# [Exercise instructions]
Return all lines from the entries below in which the word "domain" is present.
===== Supplied material
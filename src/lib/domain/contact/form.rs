//! Browser-side contact form state

use std::{collections::BTreeMap, time::Duration};

use async_trait::async_trait;

#[cfg(test)]
use mockall::mock;

use crate::domain::contact::submission::{ContactForm, Field};

/// How long the success notice stays visible
pub const SUCCESS_NOTICE_DURATION: Duration = Duration::from_secs(7);

/// Result of checking every field rule
#[derive(Clone, Debug, Default, PartialEq, Eq)]
pub struct Validation {
    /// Whether every rule passed
    pub valid: bool,

    /// Message for each failing field, ordered by rule
    pub errors: BTreeMap<Field, &'static str>,
}

impl Validation {
    /// Validates `form` against the field rules
    pub fn of(form: &ContactForm) -> Self {
        let errors: BTreeMap<_, _> = form
            .violations()
            .into_iter()
            .map(|field| (field, field.hint()))
            .collect();

        Self {
            valid: errors.is_empty(),
            errors,
        }
    }

    /// The field that should receive focus: the first failing one in rule order
    pub fn first_error(&self) -> Option<Field> {
        self.errors.keys().next().copied()
    }
}

/// How a submission attempt ended, as seen from the browser
#[derive(Clone, Debug, PartialEq, Eq)]
pub enum SubmissionOutcome {
    /// The gateway accepted the message
    Sent,

    /// The gateway asked the session to wait before sending again
    TooManyRequests,

    /// Anything else: network error, unexpected status or malformed response
    Failed {
        /// Detail provided by the gateway, if any
        detail: Option<String>,
    },
}

/// Posts a contact form to the gateway
#[async_trait]
pub trait Submitter: Send + Sync {
    /// Sends `form`, reporting how the attempt ended. Never retries.
    async fn submit(&self, form: &ContactForm) -> SubmissionOutcome;
}

#[cfg(test)]
mock! {
    pub Submitter {}

    #[async_trait]
    impl Submitter for Submitter {
        async fn submit(&self, form: &ContactForm) -> SubmissionOutcome;
    }
}

/// Kind of notice shown under the form
#[derive(Clone, Copy, Debug, PartialEq, Eq)]
pub enum NoticeKind {
    /// The message went out
    Success,

    /// The session must wait before sending again
    Wait,

    /// The message could not be sent
    Error,
}

/// A notice shown under the form after a submission
#[derive(Clone, Debug, PartialEq, Eq)]
pub struct Notice {
    /// What kind of notice this is
    pub kind: NoticeKind,

    /// Text shown to the user
    pub text: String,

    /// Hide the notice after this long, if set
    pub dismiss_after: Option<Duration>,
}

impl Notice {
    fn from_outcome(outcome: SubmissionOutcome) -> Self {
        match outcome {
            SubmissionOutcome::Sent => Self {
                kind: NoticeKind::Success,
                text: "Thank you! Your message has been sent.".to_string(),
                dismiss_after: Some(SUCCESS_NOTICE_DURATION),
            },
            SubmissionOutcome::TooManyRequests => Self {
                kind: NoticeKind::Wait,
                text: "Please wait a moment before sending another message.".to_string(),
                dismiss_after: None,
            },
            SubmissionOutcome::Failed { detail } => Self {
                kind: NoticeKind::Error,
                text: detail.unwrap_or_else(|| {
                    "Your message could not be sent. Please try again later.".to_string()
                }),
                dismiss_after: None,
            },
        }
    }
}

/// What pressing the submit button led to
#[derive(Clone, Debug, PartialEq, Eq)]
pub enum SubmitAction {
    /// A request is already in flight; the button is disabled
    Inert,

    /// Validation failed; errors are shown and `focus` should receive input focus
    Invalid {
        /// First failing field in rule order
        focus: Field,
    },

    /// Validation passed; the form should be sent
    Send(ContactForm),
}

/// State of the contact form in the browser
#[derive(Debug, Default)]
pub struct ContactFormController {
    form: ContactForm,
    errors: BTreeMap<Field, &'static str>,
    focus: Option<Field>,
    in_flight: bool,
    notice: Option<Notice>,
}

impl ContactFormController {
    /// Creates an empty form
    pub fn new() -> Self {
        Self::default()
    }

    /// Current field values
    pub fn form(&self) -> &ContactForm {
        &self.form
    }

    /// Updates the value of `field`
    pub fn set(&mut self, field: Field, value: &str) {
        *self.form.value_mut(field) = value.to_string();
    }

    /// Updates the hidden honeypot field
    pub fn set_honeypot(&mut self, value: &str) {
        self.form.website = value.to_string();
    }

    /// Checks the current values without changing any state
    pub fn validate(&self) -> Validation {
        Validation::of(&self.form)
    }

    /// Error currently displayed for `field`
    pub fn error(&self, field: Field) -> Option<&'static str> {
        self.errors.get(&field).copied()
    }

    /// The field holding input focus after a failed validation
    pub fn focus(&self) -> Option<Field> {
        self.focus
    }

    /// Whether the submit button can be pressed
    pub fn submit_enabled(&self) -> bool {
        !self.in_flight
    }

    /// The notice currently shown, if any
    pub fn notice(&self) -> Option<&Notice> {
        self.notice.as_ref()
    }

    /// Hides the current notice
    pub fn dismiss_notice(&mut self) {
        self.notice = None;
    }

    /// Handles a press of the submit button.
    ///
    /// On success the errors are cleared and the button is disabled until
    /// [`ContactFormController::complete`] is called.
    pub fn submit(&mut self) -> SubmitAction {
        if self.in_flight {
            return SubmitAction::Inert;
        }

        let validation = self.validate();
        self.errors = validation.errors;
        self.focus = self.errors.keys().next().copied();

        if let Some(focus) = self.focus {
            return SubmitAction::Invalid { focus };
        }

        self.in_flight = true;
        self.notice = None;

        SubmitAction::Send(self.form.clone())
    }

    /// Applies the outcome of the in-flight request and re-enables the button
    pub fn complete(&mut self, outcome: SubmissionOutcome) -> &Notice {
        self.in_flight = false;

        if outcome == SubmissionOutcome::Sent {
            self.form = ContactForm::default();
        }

        self.notice.insert(Notice::from_outcome(outcome))
    }

    /// Validates the form and, if it passes, sends it through `submitter`.
    ///
    /// Returns the resulting notice, or [`None`] if nothing was sent.
    pub async fn send(&mut self, submitter: &impl Submitter) -> Option<&Notice> {
        match self.submit() {
            SubmitAction::Send(form) => {
                let outcome = submitter.submit(&form).await;
                Some(self.complete(outcome))
            }
            SubmitAction::Inert | SubmitAction::Invalid { .. } => None,
        }
    }
}

#[cfg(test)]
mod tests {
    use super::*;

    fn filled() -> ContactFormController {
        let mut controller = ContactFormController::new();
        controller.set(Field::Name, "Jo");
        controller.set(Field::Email, "jo@x.com");
        controller.set(Field::Subject, "collab");
        controller.set(Field::Message, "Hello there, interested!");
        controller
    }

    #[test]
    fn test_validation_errors_are_ordered_by_rule() {
        let mut controller = ContactFormController::new();
        controller.set(Field::Message, "hi");
        controller.set(Field::Email, "bad");

        let validation = controller.validate();

        assert!(!validation.valid);
        assert_eq!(
            validation.errors.keys().copied().collect::<Vec<_>>(),
            vec![Field::Name, Field::Email, Field::Subject, Field::Message]
        );
        assert_eq!(validation.first_error(), Some(Field::Name));
    }

    #[test]
    fn test_invalid_submit_marks_fields_and_focuses_first_error() {
        let mut controller = filled();
        controller.set(Field::Email, "bad");
        controller.set(Field::Message, "short");

        let action = controller.submit();

        assert_eq!(action, SubmitAction::Invalid { focus: Field::Email });
        assert_eq!(controller.focus(), Some(Field::Email));
        assert_eq!(controller.error(Field::Email), Some(Field::Email.hint()));
        assert_eq!(controller.error(Field::Message), Some(Field::Message.hint()));
        assert_eq!(controller.error(Field::Name), None);
        assert!(controller.submit_enabled());
    }

    #[test]
    fn test_valid_submit_clears_errors_and_disables_button() {
        let mut controller = filled();
        controller.set(Field::Name, "J");
        controller.submit();
        assert!(controller.error(Field::Name).is_some());

        controller.set(Field::Name, "Jo");
        let action = controller.submit();

        assert!(matches!(action, SubmitAction::Send(ref form) if form.name == "Jo"));
        assert_eq!(controller.error(Field::Name), None);
        assert_eq!(controller.focus(), None);
        assert!(!controller.submit_enabled());
    }

    #[test]
    fn test_submit_while_in_flight_is_inert() {
        let mut controller = filled();

        assert!(matches!(controller.submit(), SubmitAction::Send(_)));
        assert_eq!(controller.submit(), SubmitAction::Inert);
    }

    #[test]
    fn test_success_resets_form_and_auto_dismisses() {
        let mut controller = filled();
        controller.submit();

        let notice = controller.complete(SubmissionOutcome::Sent).clone();

        assert_eq!(notice.kind, NoticeKind::Success);
        assert_eq!(notice.dismiss_after, Some(SUCCESS_NOTICE_DURATION));
        assert_eq!(controller.form(), &ContactForm::default());
        assert!(controller.submit_enabled());
    }

    #[test]
    fn test_rate_limited_keeps_form_and_asks_to_wait() {
        let mut controller = filled();
        controller.submit();

        let kind = controller.complete(SubmissionOutcome::TooManyRequests).kind;

        assert_eq!(kind, NoticeKind::Wait);
        assert_eq!(controller.form().name, "Jo");
        assert!(controller.submit_enabled());
    }

    #[test]
    fn test_failure_shows_server_detail_when_present() {
        let mut controller = filled();
        controller.submit();

        let notice = controller
            .complete(SubmissionOutcome::Failed {
                detail: Some("Invalid data.".to_string()),
            })
            .clone();

        assert_eq!(notice.kind, NoticeKind::Error);
        assert_eq!(notice.text, "Invalid data.");
        assert_eq!(notice.dismiss_after, None);

        controller.submit();
        let notice = controller.complete(SubmissionOutcome::Failed { detail: None });

        assert_eq!(
            notice.text,
            "Your message could not be sent. Please try again later."
        );
    }

    #[tokio::test]
    async fn test_send_issues_exactly_one_request() {
        let mut submitter = MockSubmitter::new();
        submitter
            .expect_submit()
            .times(1)
            .withf(|form| form.email == "jo@x.com" && form.website.is_empty())
            .returning(|_| SubmissionOutcome::Sent);

        let mut controller = filled();
        let notice = controller.send(&submitter).await.cloned();

        assert_eq!(notice.map(|n| n.kind), Some(NoticeKind::Success));
    }

    #[tokio::test]
    async fn test_send_invalid_form_issues_no_request() {
        let mut submitter = MockSubmitter::new();
        submitter.expect_submit().never();

        let mut controller = ContactFormController::new();

        assert!(controller.send(&submitter).await.is_none());
        assert_eq!(controller.focus(), Some(Field::Name));
    }

    #[tokio::test]
    async fn test_honeypot_is_forwarded() {
        let mut submitter = MockSubmitter::new();
        submitter
            .expect_submit()
            .times(1)
            .withf(|form| form.website == "bot")
            .returning(|_| SubmissionOutcome::Sent);

        let mut controller = filled();
        controller.set_honeypot("bot");

        assert!(controller.send(&submitter).await.is_some());
    }
}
==========
# [Written solution]
filename src/lib/domain/contact/form.rs
use crate::domain::contact::submission::{ContactForm, Field};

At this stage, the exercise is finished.